The adenovirus turned out to be a perfect choice. Heavily researched since the 1960s, it was well-known and, with its natural resilience and plasticity, the bug proved a cooperative subject for reengineering into a tumor fighter.
But even the pluckiest virus needs an assist, one that came in this case from camels. The researchers eventually found that, when attached to the viral shell, certain camel antibodies were proving useful in enhancing the cancer-killer’s targeting abilities. They began working with a veterinary school in Boston.
“That was something we didn’t even envision when we started in the fall, but now it has given additional feasibility to our approach,” said Curiel.
So-called “monoclonal antibodies” were not a new concept. They had once been hailed as potential “magic bullets” for cancer treatment but human trials had shown there were still problems to be hashed out.
“Gene therapy has a similar story,” said Curiel. “Initially a lot of enthusiasm, disappointing trials and now the field is seeing, in the last year, spectacular cures in humans.”
Gene transfer capacity, like that seen in gene therapy, is one thing that gives the researchers’ bugs an advantage. Curiel said the virus, with its ability to drill into a cell and deliver genetic material, showed itself to have greater potential than a simple nanoparticle. Binding radioactive metals to its surface further enhanced its abilities.

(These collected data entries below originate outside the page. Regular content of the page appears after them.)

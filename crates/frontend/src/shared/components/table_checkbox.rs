use contracts::shared::selection::HeaderCheckState;
use leptos::prelude::*;
use wasm_bindgen::JsCast;

/// Ячейка `<td>` с чекбоксом строки.
///
/// Клик не всплывает до строки, чтобы выбор не открывал карточку.
#[component]
pub fn TableCheckbox(
    #[prop(into)]
    checked: Signal<bool>,
    on_change: Callback<bool>,
    #[prop(optional)]
    disabled: bool,
) -> impl IntoView {
    view! {
        <td
            class="table__cell table__cell--checkbox"
            on:click=|e| e.stop_propagation()
        >
            <input
                type="checkbox"
                class="table__checkbox"
                prop:checked=checked
                prop:disabled=disabled
                on:change=move |ev| on_change.run(event_target_checked(&ev))
            />
        </td>
    }
}

/// Чекбокс «выбрать все» с тремя состояниями
#[component]
pub fn HeaderCheckbox(
    #[prop(into)]
    state: Signal<HeaderCheckState>,
    on_toggle: Callback<()>,
) -> impl IntoView {
    let input_ref = NodeRef::<leptos::html::Input>::new();

    // indeterminate есть только у DOM-свойства, атрибута нет
    Effect::new(move |_| {
        let partial = state.get() == HeaderCheckState::Partial;
        if let Some(input) = input_ref.get() {
            if let Some(el) = input.dyn_ref::<web_sys::HtmlInputElement>() {
                el.set_indeterminate(partial);
            }
        }
    });

    view! {
        <input
            node_ref=input_ref
            type="checkbox"
            class="table__checkbox"
            title="Выбрать все на странице"
            prop:checked=move || state.get() == HeaderCheckState::All
            on:click=|e| e.stop_propagation()
            on:change=move |_| on_toggle.run(())
        />
    }
}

Curiel said research continues on the potential viral solution to tumors. Meanwhile the BTC has scheduled a symposium on gene therapy for September.
“We have ‘bench to bed’ goals and we think this is a strongly translational project,” he said.
In the meantime, Curiel and the others involved in the project are getting their share of attention in the media. A recent story on the research in the Shreveport, La. Times newspaper was bannered on the front page under the headline “Curing cancer.”
There is, of course, a long way to go, and years of data collection remain ahead. Are such headlines overstating things a bit?
Curiel chuckles over a truism of research.
“It’s always overstatement until it’s done,” he said.